Я рассказала о переправе, о подполковнике, о том, как под обстрелом Шура поддерживала его и этим помогла командовать огнем артиллерии.

— Ей очень хочется в артиллерийский полк, она не хочет в медсанбат. Переведите, а?.. — попросила я за подругу.

— Что ж, если так хочется, переведем.

— А я?

— А вы — в медсанбат. Он сегодня приезжает сюда.

— Как в медсанбат, там — Фомин! Как же с наганом теперь?

— Фомина там нет и никогда не будет. О Фомине забудьте. Он не стоит того, чтобы о нем говорить.

И Черемных рассказал мне о Фомине.

После того как там, у сарая, Фомин прокричал: «Картечь, спасайтесь!» — он растерялся и струсил. Укрывшись в лесу, он порвал все документы и в том числе свой партийный билет. Снял форму, обменял в деревне сапоги на отрепье и так, в нищенском платье, брел лесом следом за войсками.

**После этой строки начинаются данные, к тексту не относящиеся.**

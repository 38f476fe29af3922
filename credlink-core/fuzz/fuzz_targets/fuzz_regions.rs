#![no_main]

//! Fuzz target for the bounded region iterators
//!
//! Every region yielded must lie inside the input, whatever its length
//! fields claim.
//!
//! Run with: cargo +nightly fuzz run fuzz_regions

use credlink_core::format::{identify, jpeg_segments, png_chunks, riff_chunks, webp_canvas};
use libfuzzer_sys::fuzz_target;

fuzz_target!(|data: &[u8]| {
    let _ = identify(data);
    for segment in jpeg_segments(data) {
        assert!(segment.end() <= data.len());
    }
    for chunk in png_chunks(data) {
        assert!(chunk.end() <= data.len());
    }
    for chunk in riff_chunks(data) {
        assert!(chunk.end() <= data.len());
    }
    let _ = webp_canvas(data);
});
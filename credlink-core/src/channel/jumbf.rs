//! Length-prefixed box container for the structured channels.
//!
//! Layout, modelled on JUMBF (ISO/IEC 19566-5):
//!
//! ```text
//! [LBox u32][jumb]                 superbox
//!   [LBox u32][jumd] label\0       description box, label = "credlink.proof"
//!   [LBox u32][clnk] tag           "CredLink:" + proof URI
//!   [LBox u32][cbor] manifest      optional, full manifest
//!   [LBox u32][json] summary       optional, title and creator
//! ```
//!
//! `LBox` counts the 8 header bytes. Box lengths are clamped to the
//! enclosing region before use.

use super::{Payload, Recovered};
use crate::format::{clamp_len, find_bytes, read_u32_be};
use crate::manifest::{Manifest, ManifestSummary};
use crate::tag::decode_tag;

pub const SUPERBOX_TYPE: &[u8; 4] = b"jumb";
pub const DESCRIPTION_TYPE: &[u8; 4] = b"jumd";
pub const TAG_TYPE: &[u8; 4] = b"clnk";
pub const MANIFEST_TYPE: &[u8; 4] = b"cbor";
pub const SUMMARY_TYPE: &[u8; 4] = b"json";
pub const LABEL: &[u8] = b"credlink.proof";

const HEADER_LEN: usize = 8;

/// A box found inside a region.
#[derive(Debug, Clone, Copy, PartialEq, Eq)]
pub struct BoxRef<'a> {
    pub box_type: [u8; 4],
    pub content: &'a [u8],
    /// The declared length ran past the enclosing region.
    pub truncated: bool,
}

fn write_box(out: &mut Vec<u8>, box_type: &[u8; 4], content: &[u8]) {
    out.extend_from_slice(&((content.len() + HEADER_LEN) as u32).to_be_bytes());
    out.extend_from_slice(box_type);
    out.extend_from_slice(content);
}

/// Serialize a payload as a superbox.
pub fn encode(payload: &Payload) -> Vec<u8> {
    let mut label = LABEL.to_vec();
    label.push(0);

    let mut inner = Vec::new();
    write_box(&mut inner, DESCRIPTION_TYPE, &label);
    write_box(&mut inner, TAG_TYPE, payload.tag.as_bytes());
    if let Some(cbor) = &payload.manifest_cbor {
        write_box(&mut inner, MANIFEST_TYPE, cbor);
    }
    if payload.summary != ManifestSummary::default() {
        if let Ok(json) = serde_json::to_vec(&payload.summary) {
            write_box(&mut inner, SUMMARY_TYPE, &json);
        }
    }

    let mut out = Vec::with_capacity(inner.len() + HEADER_LEN);
    write_box(&mut out, SUPERBOX_TYPE, &inner);
    out
}

/// Iterate over the boxes laid end to end in `bytes`.
pub fn boxes(bytes: &[u8]) -> impl Iterator<Item = BoxRef<'_>> {
    let mut pos = 0usize;
    let mut done = false;
    std::iter::from_fn(move || {
        if done {
            return None;
        }
        let declared = read_u32_be(bytes, pos)? as usize;
        let type_bytes = bytes.get(pos + 4..pos + 8)?;
        if declared < HEADER_LEN {
            done = true;
            return None;
        }
        let start = pos + HEADER_LEN;
        let wanted = declared - HEADER_LEN;
        let available = clamp_len(wanted, bytes.len() - start);
        let truncated = available < wanted;
        if truncated {
            done = true;
        }
        pos = start + available;
        Some(BoxRef {
            box_type: [type_bytes[0], type_bytes[1], type_bytes[2], type_bytes[3]],
            content: &bytes[start..start + available],
            truncated,
        })
    })
}

/// Parse a CredLink superbox at the start of `bytes`.
pub fn decode(bytes: &[u8]) -> Option<Recovered> {
    let superbox = boxes(bytes).next()?;
    if &superbox.box_type != SUPERBOX_TYPE || superbox.truncated {
        return None;
    }

    let mut children = boxes(superbox.content);
    let description = children.next()?;
    if &description.box_type != DESCRIPTION_TYPE
        || description.content.split(|b| *b == 0).next() != Some(LABEL)
    {
        return None;
    }

    let mut proof_uri = None;
    let mut manifest = None;
    let mut summary = None;
    for child in children.filter(|b| !b.truncated) {
        match &child.box_type {
            t if t == TAG_TYPE && proof_uri.is_none() => proof_uri = decode_tag(child.content),
            t if t == MANIFEST_TYPE && manifest.is_none() => {
                manifest = Manifest::from_cbor(child.content).ok()
            }
            t if t == SUMMARY_TYPE && summary.is_none() => {
                summary = serde_json::from_slice::<ManifestSummary>(child.content).ok()
            }
            _ => {}
        }
    }

    Some(Recovered {
        proof_uri: proof_uri?,
        manifest,
        summary,
    })
}

/// Scan arbitrary bytes for a CredLink superbox, ignoring container structure.
pub fn scan(bytes: &[u8]) -> Option<Recovered> {
    let mut from = 0;
    while let Some(pos) = find_bytes(bytes, SUPERBOX_TYPE, from) {
        if pos >= 4 {
            if let Some(recovered) = decode(&bytes[pos - 4..]) {
                return Some(recovered);
            }
        }
        from = pos + 1;
    }
    None
}

#[cfg(test)]
mod tests {
    use super::*;
    use crate::manifest::ManifestBuilder;

    fn manifest() -> Manifest {
        ManifestBuilder::new(b"image")
            .with_title("Recovery Test")
            .with_creator("Test")
            .build()
    }

    #[test]
    fn test_encode_decode_full() {
        let m = manifest();
        let payload = Payload::full("https://proofs.example.com/abc123", &m).unwrap();
        let encoded = encode(&payload);
        assert_eq!(&encoded[4..8], SUPERBOX_TYPE);
        assert_eq!(read_u32_be(&encoded, 0), Some(encoded.len() as u32));

        let recovered = decode(&encoded).unwrap();
        assert_eq!(recovered.proof_uri, "https://proofs.example.com/abc123");
        assert_eq!(recovered.manifest, Some(m));
        assert_eq!(
            recovered.summary.and_then(|s| s.title).as_deref(),
            Some("Recovery Test")
        );
    }

    #[test]
    fn test_compact_has_no_manifest() {
        let payload = Payload::compact("urn:proof:1", &manifest());
        let recovered = decode(&encode(&payload)).unwrap();
        assert_eq!(recovered.proof_uri, "urn:proof:1");
        assert!(recovered.manifest.is_none());
        assert_eq!(
            recovered.summary,
            Some(ManifestSummary {
                title: Some("Recovery Test".into()),
                creator: Some("Test".into()),
            })
        );
    }

    #[test]
    fn test_empty_summary_is_not_written() {
        let bare = ManifestBuilder::new(b"image").build();
        let encoded = encode(&Payload::compact("urn:proof:1", &bare));
        assert!(!encoded.windows(4).any(|w| w == SUMMARY_TYPE));
        assert_eq!(decode(&encoded).unwrap().summary, None);
    }

    #[test]
    fn test_truncated_superbox_is_rejected() {
        let encoded = encode(&Payload::compact("urn:proof:1", &manifest()));
        for cut in [0, 3, 8, 20, encoded.len() - 1] {
            assert!(decode(&encoded[..cut]).is_none(), "cut at {cut}");
        }
    }

    #[test]
    fn test_wrong_label_is_rejected() {
        let mut inner = Vec::new();
        write_box(&mut inner, DESCRIPTION_TYPE, b"c2pa\0");
        write_box(&mut inner, TAG_TYPE, b"CredLink:abc");
        let mut superbox = Vec::new();
        write_box(&mut superbox, SUPERBOX_TYPE, &inner);
        assert!(decode(&superbox).is_none());
    }

    #[test]
    fn test_scan_finds_embedded_box() {
        let encoded = encode(&Payload::compact("urn:proof:7", &manifest()));
        let mut noise = b"jumb leading noise \x00\x00\x00\x01jumb".to_vec();
        noise.extend_from_slice(&encoded);
        noise.extend_from_slice(b"trailing");
        assert_eq!(scan(&noise).unwrap().proof_uri, "urn:proof:7");
        assert!(scan(b"no boxes here").is_none());
    }

    #[test]
    fn test_lying_child_length() {
        let mut inner = Vec::new();
        let mut label = LABEL.to_vec();
        label.push(0);
        write_box(&mut inner, DESCRIPTION_TYPE, &label);
        inner.extend_from_slice(&u32::MAX.to_be_bytes());
        inner.extend_from_slice(TAG_TYPE);
        inner.extend_from_slice(b"CredLink:abc");
        let mut superbox = Vec::new();
        write_box(&mut superbox, SUPERBOX_TYPE, &inner);
        assert!(decode(&superbox).is_none());
    }
}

Когда части армии выходили из окружения организованно, с боями, когда раненые не позволяли унести себя с поля боя, когда раненный в голову подполковник, опираясь на Шурино плечо, прикрывал огнем своей разнокалиберной артиллерии переправу, этот низкий человек, как бездомный, дикий зверь, пробирался, прячась в лесу, и издали хладнокровно наблюдал, как умирали честные люди.

В военную форму он переоделся случайно. Уже после выхода из окружения он набрел на разбитую машину с обмундированием. Чтобы оттянуть час расплаты, он отобрал у меня наган: отсутствие оружия могло навести на подозрения.

Этот трус и дезертир Военным трибуналом был приговорен к расстрелу.